* _Task instructions_: Below are several records. Retype exactly those lines running from the one with "assert_eq!(effect, UpdateEffect::Redraw);" through the one with "let mut parent", end lines included, and no others.

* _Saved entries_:
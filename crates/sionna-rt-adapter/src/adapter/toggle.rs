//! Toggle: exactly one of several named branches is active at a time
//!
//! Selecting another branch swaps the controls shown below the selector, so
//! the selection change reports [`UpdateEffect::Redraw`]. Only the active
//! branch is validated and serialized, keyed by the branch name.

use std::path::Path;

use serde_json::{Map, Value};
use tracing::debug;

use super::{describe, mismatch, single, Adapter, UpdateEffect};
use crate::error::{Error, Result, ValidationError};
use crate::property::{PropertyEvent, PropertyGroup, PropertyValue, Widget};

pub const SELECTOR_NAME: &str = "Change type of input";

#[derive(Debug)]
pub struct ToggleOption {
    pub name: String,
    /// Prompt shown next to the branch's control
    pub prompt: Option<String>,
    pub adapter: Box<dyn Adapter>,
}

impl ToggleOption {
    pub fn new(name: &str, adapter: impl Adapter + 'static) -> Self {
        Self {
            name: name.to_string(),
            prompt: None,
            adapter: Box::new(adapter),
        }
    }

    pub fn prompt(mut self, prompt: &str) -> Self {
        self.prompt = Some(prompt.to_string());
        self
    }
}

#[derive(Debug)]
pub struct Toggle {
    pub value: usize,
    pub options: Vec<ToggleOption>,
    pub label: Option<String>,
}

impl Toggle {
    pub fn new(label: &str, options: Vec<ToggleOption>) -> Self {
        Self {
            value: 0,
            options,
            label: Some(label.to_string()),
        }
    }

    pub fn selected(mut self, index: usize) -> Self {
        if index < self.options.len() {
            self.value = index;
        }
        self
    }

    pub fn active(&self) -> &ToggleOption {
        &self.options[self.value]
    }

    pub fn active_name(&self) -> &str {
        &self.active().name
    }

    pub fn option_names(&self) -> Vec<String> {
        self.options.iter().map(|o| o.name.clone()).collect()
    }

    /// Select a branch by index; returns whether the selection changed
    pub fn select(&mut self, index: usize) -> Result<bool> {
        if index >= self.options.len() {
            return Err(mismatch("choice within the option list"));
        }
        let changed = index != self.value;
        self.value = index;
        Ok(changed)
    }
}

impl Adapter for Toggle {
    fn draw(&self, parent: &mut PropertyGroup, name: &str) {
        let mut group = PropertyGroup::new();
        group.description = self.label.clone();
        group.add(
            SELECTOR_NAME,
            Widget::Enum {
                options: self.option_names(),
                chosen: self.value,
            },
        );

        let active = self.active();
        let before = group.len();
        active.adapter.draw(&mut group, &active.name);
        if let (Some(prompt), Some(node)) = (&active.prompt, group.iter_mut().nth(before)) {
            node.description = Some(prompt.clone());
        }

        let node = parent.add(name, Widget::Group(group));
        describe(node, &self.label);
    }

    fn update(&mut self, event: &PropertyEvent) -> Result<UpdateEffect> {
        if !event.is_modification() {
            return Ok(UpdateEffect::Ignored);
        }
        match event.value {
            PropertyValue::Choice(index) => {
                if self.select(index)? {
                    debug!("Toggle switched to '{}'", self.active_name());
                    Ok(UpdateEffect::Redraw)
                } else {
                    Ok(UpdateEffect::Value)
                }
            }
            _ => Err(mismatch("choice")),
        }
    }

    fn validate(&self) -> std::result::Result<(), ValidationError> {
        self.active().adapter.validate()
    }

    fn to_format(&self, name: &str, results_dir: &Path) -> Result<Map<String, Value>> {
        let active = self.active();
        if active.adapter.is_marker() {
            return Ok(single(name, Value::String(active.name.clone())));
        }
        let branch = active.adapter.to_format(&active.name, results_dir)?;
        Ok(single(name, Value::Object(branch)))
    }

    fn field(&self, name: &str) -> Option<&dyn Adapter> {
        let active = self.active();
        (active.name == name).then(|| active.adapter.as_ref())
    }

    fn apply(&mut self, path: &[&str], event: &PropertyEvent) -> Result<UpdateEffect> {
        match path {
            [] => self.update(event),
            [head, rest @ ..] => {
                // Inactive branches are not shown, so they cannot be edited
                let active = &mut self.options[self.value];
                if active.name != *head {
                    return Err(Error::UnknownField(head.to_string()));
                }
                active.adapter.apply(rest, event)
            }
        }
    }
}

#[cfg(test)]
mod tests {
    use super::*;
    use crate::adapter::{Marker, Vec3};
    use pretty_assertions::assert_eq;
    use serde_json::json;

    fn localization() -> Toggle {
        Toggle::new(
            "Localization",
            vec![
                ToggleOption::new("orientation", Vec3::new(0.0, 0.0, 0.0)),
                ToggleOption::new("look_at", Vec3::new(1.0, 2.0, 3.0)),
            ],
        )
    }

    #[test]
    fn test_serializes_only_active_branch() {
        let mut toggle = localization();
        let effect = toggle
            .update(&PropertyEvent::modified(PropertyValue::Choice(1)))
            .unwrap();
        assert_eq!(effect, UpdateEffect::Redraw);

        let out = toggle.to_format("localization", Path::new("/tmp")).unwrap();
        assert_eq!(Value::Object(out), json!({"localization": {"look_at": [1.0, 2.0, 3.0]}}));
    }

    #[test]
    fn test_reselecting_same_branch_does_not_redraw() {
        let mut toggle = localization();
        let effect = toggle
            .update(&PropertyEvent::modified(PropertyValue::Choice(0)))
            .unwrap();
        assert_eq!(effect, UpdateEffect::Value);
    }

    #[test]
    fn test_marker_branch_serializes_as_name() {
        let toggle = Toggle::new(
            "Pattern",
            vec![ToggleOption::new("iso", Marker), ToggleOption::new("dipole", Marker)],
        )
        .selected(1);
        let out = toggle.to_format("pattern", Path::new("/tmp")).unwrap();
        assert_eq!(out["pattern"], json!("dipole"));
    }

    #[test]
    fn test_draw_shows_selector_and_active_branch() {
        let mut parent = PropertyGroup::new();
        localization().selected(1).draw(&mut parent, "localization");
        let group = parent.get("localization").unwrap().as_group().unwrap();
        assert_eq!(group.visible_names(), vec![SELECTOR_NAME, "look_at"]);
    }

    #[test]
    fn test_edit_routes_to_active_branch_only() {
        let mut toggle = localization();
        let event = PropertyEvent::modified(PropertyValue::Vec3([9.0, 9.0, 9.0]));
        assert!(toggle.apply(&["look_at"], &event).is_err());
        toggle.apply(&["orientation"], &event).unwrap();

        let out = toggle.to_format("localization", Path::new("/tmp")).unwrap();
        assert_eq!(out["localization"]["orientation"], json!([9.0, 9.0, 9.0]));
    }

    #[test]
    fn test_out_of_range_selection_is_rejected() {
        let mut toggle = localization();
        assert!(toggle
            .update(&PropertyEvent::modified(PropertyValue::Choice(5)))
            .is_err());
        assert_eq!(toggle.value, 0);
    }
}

* _Result of the task_:
        assert_eq!(effect, UpdateEffect::Redraw);

        let out = toggle.to_format("localization", Path::new("/tmp")).unwrap();
        assert_eq!(Value::Object(out), json!({"localization": {"look_at": [1.0, 2.0, 3.0]}}));
    }

    #[test]
    fn test_reselecting_same_branch_does_not_redraw() {
        let mut toggle = localization();
        let effect = toggle
            .update(&PropertyEvent::modified(PropertyValue::Choice(0)))
            .unwrap();
        assert_eq!(effect, UpdateEffect::Value);
    }

    #[test]
    fn test_marker_branch_serializes_as_name() {
        let toggle = Toggle::new(
            "Pattern",
            vec![ToggleOption::new("iso", Marker), ToggleOption::new("dipole", Marker)],
        )
        .selected(1);
        let out = toggle.to_format("pattern", Path::new("/tmp")).unwrap();
        assert_eq!(out["pattern"], json!("dipole"));
    }

    #[test]
    fn test_draw_shows_selector_and_active_branch() {
        let mut parent = PropertyGroup::new();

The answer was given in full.